Your goal:
Among the lines below, list those containing the string "PoisonError".

Data under study below:

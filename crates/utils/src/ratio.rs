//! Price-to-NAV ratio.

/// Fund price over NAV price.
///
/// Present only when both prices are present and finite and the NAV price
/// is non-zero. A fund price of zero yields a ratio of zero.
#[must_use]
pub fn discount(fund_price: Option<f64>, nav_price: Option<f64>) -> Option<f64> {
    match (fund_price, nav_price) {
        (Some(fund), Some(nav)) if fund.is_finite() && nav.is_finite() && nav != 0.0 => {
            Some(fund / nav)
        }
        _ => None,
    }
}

End of Data under study.
Data under study below:

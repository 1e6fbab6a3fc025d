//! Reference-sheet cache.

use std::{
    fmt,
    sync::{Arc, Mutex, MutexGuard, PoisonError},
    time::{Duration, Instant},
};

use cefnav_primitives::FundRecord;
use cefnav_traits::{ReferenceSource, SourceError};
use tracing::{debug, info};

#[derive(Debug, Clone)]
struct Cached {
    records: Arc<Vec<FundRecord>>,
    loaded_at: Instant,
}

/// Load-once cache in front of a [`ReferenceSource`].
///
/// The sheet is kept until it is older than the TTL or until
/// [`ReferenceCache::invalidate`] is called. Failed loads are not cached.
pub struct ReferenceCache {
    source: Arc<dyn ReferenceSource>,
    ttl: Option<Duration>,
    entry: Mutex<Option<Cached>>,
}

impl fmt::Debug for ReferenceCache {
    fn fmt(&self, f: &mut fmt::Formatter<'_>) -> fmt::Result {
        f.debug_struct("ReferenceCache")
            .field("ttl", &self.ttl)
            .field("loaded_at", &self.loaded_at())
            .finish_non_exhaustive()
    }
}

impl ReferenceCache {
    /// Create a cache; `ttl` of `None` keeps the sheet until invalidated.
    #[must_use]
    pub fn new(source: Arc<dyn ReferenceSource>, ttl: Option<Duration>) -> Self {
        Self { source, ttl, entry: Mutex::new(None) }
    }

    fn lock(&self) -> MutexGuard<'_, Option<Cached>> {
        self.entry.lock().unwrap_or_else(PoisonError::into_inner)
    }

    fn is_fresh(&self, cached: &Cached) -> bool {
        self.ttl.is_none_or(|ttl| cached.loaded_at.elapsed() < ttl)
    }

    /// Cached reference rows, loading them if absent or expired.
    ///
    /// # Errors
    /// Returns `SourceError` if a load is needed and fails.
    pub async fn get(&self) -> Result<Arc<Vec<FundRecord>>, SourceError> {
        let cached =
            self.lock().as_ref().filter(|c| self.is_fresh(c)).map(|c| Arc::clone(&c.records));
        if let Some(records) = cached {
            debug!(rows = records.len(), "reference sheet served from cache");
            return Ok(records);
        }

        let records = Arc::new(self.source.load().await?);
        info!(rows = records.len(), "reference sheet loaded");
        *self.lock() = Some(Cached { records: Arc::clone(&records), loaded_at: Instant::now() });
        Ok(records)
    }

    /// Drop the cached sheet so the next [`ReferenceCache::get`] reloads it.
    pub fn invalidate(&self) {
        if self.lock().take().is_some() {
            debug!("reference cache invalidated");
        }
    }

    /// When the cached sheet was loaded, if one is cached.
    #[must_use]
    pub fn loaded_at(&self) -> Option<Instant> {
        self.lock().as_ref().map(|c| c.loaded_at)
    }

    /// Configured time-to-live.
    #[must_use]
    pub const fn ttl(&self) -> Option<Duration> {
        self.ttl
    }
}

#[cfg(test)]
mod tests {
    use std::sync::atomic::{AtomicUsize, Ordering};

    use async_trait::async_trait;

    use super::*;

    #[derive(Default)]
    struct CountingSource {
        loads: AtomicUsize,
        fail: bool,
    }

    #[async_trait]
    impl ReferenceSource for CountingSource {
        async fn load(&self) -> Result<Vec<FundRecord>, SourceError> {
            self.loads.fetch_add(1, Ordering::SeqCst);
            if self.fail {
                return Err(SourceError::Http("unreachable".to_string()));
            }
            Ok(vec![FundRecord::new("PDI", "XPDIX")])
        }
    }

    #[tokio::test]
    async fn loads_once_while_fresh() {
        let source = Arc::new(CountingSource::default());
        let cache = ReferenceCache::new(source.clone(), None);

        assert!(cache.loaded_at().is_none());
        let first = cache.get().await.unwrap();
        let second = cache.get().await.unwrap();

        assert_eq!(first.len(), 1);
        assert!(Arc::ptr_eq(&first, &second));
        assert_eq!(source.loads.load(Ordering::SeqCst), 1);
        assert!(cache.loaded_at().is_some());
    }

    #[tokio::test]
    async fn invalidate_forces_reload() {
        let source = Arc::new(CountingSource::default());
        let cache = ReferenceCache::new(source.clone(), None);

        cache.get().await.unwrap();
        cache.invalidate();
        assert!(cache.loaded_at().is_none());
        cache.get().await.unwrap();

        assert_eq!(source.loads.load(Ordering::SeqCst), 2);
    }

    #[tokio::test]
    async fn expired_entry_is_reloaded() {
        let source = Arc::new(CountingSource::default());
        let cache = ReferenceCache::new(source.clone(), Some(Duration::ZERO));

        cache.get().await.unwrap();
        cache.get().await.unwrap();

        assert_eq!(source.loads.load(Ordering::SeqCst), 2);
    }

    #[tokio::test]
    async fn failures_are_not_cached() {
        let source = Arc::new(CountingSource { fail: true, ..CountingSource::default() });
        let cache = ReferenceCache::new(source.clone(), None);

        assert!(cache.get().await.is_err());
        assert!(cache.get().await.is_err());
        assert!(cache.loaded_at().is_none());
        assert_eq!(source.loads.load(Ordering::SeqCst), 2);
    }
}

End of Data under study.
Data under study below:

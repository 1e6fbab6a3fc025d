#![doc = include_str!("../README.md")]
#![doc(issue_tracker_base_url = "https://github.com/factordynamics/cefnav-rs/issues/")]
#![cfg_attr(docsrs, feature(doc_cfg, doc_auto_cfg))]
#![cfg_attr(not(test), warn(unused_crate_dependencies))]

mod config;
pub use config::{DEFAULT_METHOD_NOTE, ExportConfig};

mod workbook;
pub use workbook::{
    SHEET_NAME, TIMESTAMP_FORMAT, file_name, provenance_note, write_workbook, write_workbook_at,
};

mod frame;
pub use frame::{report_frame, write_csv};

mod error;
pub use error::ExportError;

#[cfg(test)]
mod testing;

End of Data under study.

Exercise output:
    sync::{Arc, Mutex, MutexGuard, PoisonError},
        self.entry.lock().unwrap_or_else(PoisonError::into_inner)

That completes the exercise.